*PROBLEM REQUIREMENTS*
Would you please copy out each entry exactly?

*Recorded data*
-----
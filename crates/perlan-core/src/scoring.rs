//! Correctness, streak progression and final score.
//!
//! Pure functions: no I/O and no clock.

use crate::engine::RoundQuestion;
use crate::model::PlayerAnswer;

/// What the player did on one question.
#[derive(Debug, Clone, Copy, PartialEq, Eq)]
pub enum Selection {
    /// The on-screen option at this position was chosen.
    Presented(usize),
    /// The challenge timer ran out.
    TimedOut,
}

/// Current and best run of consecutive correct answers.
#[derive(Debug, Clone, Copy, Default, PartialEq, Eq)]
pub struct StreakState {
    pub current: u32,
    pub max: u32,
}

impl StreakState {
    /// Advance the streak by one answer.
    pub fn record(self, is_correct: bool) -> Self {
        if is_correct {
            let current = self.current + 1;
            Self {
                current,
                max: self.max.max(current),
            }
        } else {
            Self {
                current: 0,
                max: self.max,
            }
        }
    }
}

/// Score one selection against a round question.
///
/// The presentation index is mapped back through the question's option
/// order, so the recorded index and correctness refer to the stored option
/// ordering. A timeout is never correct.
pub fn record_answer(
    question: &RoundQuestion,
    selection: Selection,
    streak: StreakState,
    time_taken: u32,
) -> (PlayerAnswer, StreakState) {
    let original = match selection {
        Selection::Presented(index) => question.order.to_original(index),
        Selection::TimedOut => None,
    };
    let is_correct = original == Some(question.question.correct_index);

    let answer = PlayerAnswer {
        question_id: question.question.id.clone(),
        selected_option_index: original,
        is_correct,
        time_taken,
    };
    (answer, streak.record(is_correct))
}

/// Final score: the number of correct answers.
///
/// Call once, with the complete answer list, when the round completes.
pub fn finalize(answers: &[PlayerAnswer]) -> u32 {
    answers.iter().filter(|a| a.is_correct).count() as u32
}

/// Longest run of consecutive correct answers.
pub fn longest_streak(answers: &[PlayerAnswer]) -> u32 {
    answers
        .iter()
        .fold(StreakState::default(), |s, a| s.record(a.is_correct))
        .max
}

#[cfg(test)]
mod tests {
    use super::*;
    use crate::model::{Category, Difficulty, Question};
    use crate::random::OptionOrder;

    fn round_question(order: [usize; 3]) -> RoundQuestion {
        RoundQuestion {
            question: Question {
                id: "q".into(),
                category: Category::Water,
                difficulty: Difficulty::Medium,
                text: "What heats most homes?".into(),
                options: ["Coal".into(), "Geothermal water".into(), "Peat".into()],
                correct_index: 1,
                fact: "90%".into(),
            },
            order: OptionOrder::from_permutation(order).unwrap(),
        }
    }

    fn answer(is_correct: bool) -> PlayerAnswer {
        PlayerAnswer {
            question_id: "q".into(),
            selected_option_index: Some(0),
            is_correct,
            time_taken: 1,
        }
    }

    #[test]
    fn presentation_index_is_mapped_to_original() {
        // Shown as [Peat, Coal, Geothermal water].
        let q = round_question([2, 0, 1]);
        let (a, streak) = record_answer(&q, Selection::Presented(2), StreakState::default(), 4);
        assert!(a.is_correct);
        assert_eq!(a.selected_option_index, Some(1));
        assert_eq!(a.time_taken, 4);
        assert_eq!(streak, StreakState { current: 1, max: 1 });

        let (wrong, _) = record_answer(&q, Selection::Presented(0), streak, 2);
        assert!(!wrong.is_correct);
        assert_eq!(wrong.selected_option_index, Some(2));
    }

    #[test]
    fn timeout_is_never_correct_and_resets_streak() {
        let q = round_question([0, 1, 2]);
        let before = StreakState { current: 3, max: 3 };
        let (a, after) = record_answer(&q, Selection::TimedOut, before, 15);
        assert_eq!(a.selected_option_index, None);
        assert!(!a.is_correct);
        assert_eq!(after, StreakState { current: 0, max: 3 });
    }

    #[test]
    fn out_of_range_presentation_is_incorrect() {
        let q = round_question([0, 1, 2]);
        let (a, _) = record_answer(&q, Selection::Presented(5), StreakState::default(), 0);
        assert!(!a.is_correct);
        assert_eq!(a.selected_option_index, None);
    }

    #[test]
    fn scenario_eight_of_ten_with_run_of_four() {
        let pattern = [true, true, false, true, true, true, false, true, true, true];
        let answers: Vec<_> = pattern.iter().map(|&c| answer(c)).collect();
        assert_eq!(finalize(&answers), 8);
        assert_eq!(longest_streak(&answers), 3);

        let pattern = [true, true, false, true, true, true, true, false, true, true];
        let answers: Vec<_> = pattern.iter().map(|&c| answer(c)).collect();
        assert_eq!(finalize(&answers), 8);
        assert_eq!(longest_streak(&answers), 4);
    }

    #[test]
    fn max_streak_never_decreases() {
        let mut state = StreakState::default();
        let mut observed = Vec::new();
        for correct in [true, true, true, false, true, false, false, true, true] {
            let previous_max = state.max;
            state = state.record(correct);
            assert!(state.max >= previous_max);
            if !correct {
                assert_eq!(state.current, 0);
            }
            observed.push(state.current);
        }
        assert!(observed.iter().all(|&s| s <= state.max));
        assert_eq!(state.max, 3);
    }

    #[test]
    fn empty_round_scores_zero() {
        assert_eq!(finalize(&[]), 0);
        assert_eq!(longest_streak(&[]), 0);
    }
}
-----
*TASK OUTPUT*
filename crates/perlan-core/src/scoring.rs
//! Correctness, streak progression and final score.
//!
//! Pure functions: no I/O and no clock.

use crate::engine::RoundQuestion;
use crate::model::PlayerAnswer;

/// What the player did on one question.
#[derive(Debug, Clone, Copy, PartialEq, Eq)]
pub enum Selection {
    /// The on-screen option at this position was chosen.
    Presented(usize),
    /// The challenge timer ran out.
    TimedOut,
}

/// Current and best run of consecutive correct answers.
#[derive(Debug, Clone, Copy, Default, PartialEq, Eq)]
pub struct StreakState {
    pub current: u32,
    pub max: u32,
}

impl StreakState {
    /// Advance the streak by one answer.
    pub fn record(self, is_correct: bool) -> Self {
        if is_correct {
            let current = self.current + 1;
            Self {
                current,
                max: self.max.max(current),
            }
        } else {
            Self {
                current: 0,
                max: self.max,
            }
        }
    }
}

/// Score one selection against a round question.
///
/// The presentation index is mapped back through the question's option
/// order, so the recorded index and correctness refer to the stored option
/// ordering. A timeout is never correct.
pub fn record_answer(
    question: &RoundQuestion,
    selection: Selection,
    streak: StreakState,
    time_taken: u32,
) -> (PlayerAnswer, StreakState) {
    let original = match selection {
        Selection::Presented(index) => question.order.to_original(index),
        Selection::TimedOut => None,
    };
    let is_correct = original == Some(question.question.correct_index);

    let answer = PlayerAnswer {
        question_id: question.question.id.clone(),
        selected_option_index: original,
        is_correct,
        time_taken,
    };
    (answer, streak.record(is_correct))
}

/// Final score: the number of correct answers.
///
/// Call once, with the complete answer list, when the round completes.
pub fn finalize(answers: &[PlayerAnswer]) -> u32 {
    answers.iter().filter(|a| a.is_correct).count() as u32
}

/// Longest run of consecutive correct answers.
pub fn longest_streak(answers: &[PlayerAnswer]) -> u32 {
    answers
        .iter()
        .fold(StreakState::default(), |s, a| s.record(a.is_correct))
        .max
}

#[cfg(test)]
mod tests {
    use super::*;
    use crate::model::{Category, Difficulty, Question};
    use crate::random::OptionOrder;

    fn round_question(order: [usize; 3]) -> RoundQuestion {
        RoundQuestion {
            question: Question {
                id: "q".into(),
                category: Category::Water,
                difficulty: Difficulty::Medium,
                text: "What heats most homes?".into(),
                options: ["Coal".into(), "Geothermal water".into(), "Peat".into()],
                correct_index: 1,
                fact: "90%".into(),
            },
            order: OptionOrder::from_permutation(order).unwrap(),
        }
    }

    fn answer(is_correct: bool) -> PlayerAnswer {
        PlayerAnswer {
            question_id: "q".into(),
            selected_option_index: Some(0),
            is_correct,
            time_taken: 1,
        }
    }

    #[test]
    fn presentation_index_is_mapped_to_original() {
        // Shown as [Peat, Coal, Geothermal water].
        let q = round_question([2, 0, 1]);
        let (a, streak) = record_answer(&q, Selection::Presented(2), StreakState::default(), 4);
        assert!(a.is_correct);
        assert_eq!(a.selected_option_index, Some(1));
        assert_eq!(a.time_taken, 4);
        assert_eq!(streak, StreakState { current: 1, max: 1 });

        let (wrong, _) = record_answer(&q, Selection::Presented(0), streak, 2);
        assert!(!wrong.is_correct);
        assert_eq!(wrong.selected_option_index, Some(2));
    }

    #[test]
    fn timeout_is_never_correct_and_resets_streak() {
        let q = round_question([0, 1, 2]);
        let before = StreakState { current: 3, max: 3 };
        let (a, after) = record_answer(&q, Selection::TimedOut, before, 15);
        assert_eq!(a.selected_option_index, None);
        assert!(!a.is_correct);
        assert_eq!(after, StreakState { current: 0, max: 3 });
    }

    #[test]
    fn out_of_range_presentation_is_incorrect() {
        let q = round_question([0, 1, 2]);
        let (a, _) = record_answer(&q, Selection::Presented(5), StreakState::default(), 0);
        assert!(!a.is_correct);
        assert_eq!(a.selected_option_index, None);
    }

    #[test]
    fn scenario_eight_of_ten_with_run_of_four() {
        let pattern = [true, true, false, true, true, true, false, true, true, true];
        let answers: Vec<_> = pattern.iter().map(|&c| answer(c)).collect();
        assert_eq!(finalize(&answers), 8);
        assert_eq!(longest_streak(&answers), 3);

        let pattern = [true, true, false, true, true, true, true, false, true, true];
        let answers: Vec<_> = pattern.iter().map(|&c| answer(c)).collect();
        assert_eq!(finalize(&answers), 8);
        assert_eq!(longest_streak(&answers), 4);
    }

    #[test]
    fn max_streak_never_decreases() {
        let mut state = StreakState::default();
        let mut observed = Vec::new();
        for correct in [true, true, true, false, true, false, false, true, true] {
            let previous_max = state.max;
            state = state.record(correct);
            assert!(state.max >= previous_max);
            if !correct {
                assert_eq!(state.current, 0);
            }
            observed.push(state.current);
        }
        assert!(observed.iter().all(|&s| s <= state.max));
        assert_eq!(state.max, 3);
    }

    #[test]
    fn empty_round_scores_zero() {
        assert_eq!(finalize(&[]), 0);
        assert_eq!(longest_streak(&[]), 0);
    }
}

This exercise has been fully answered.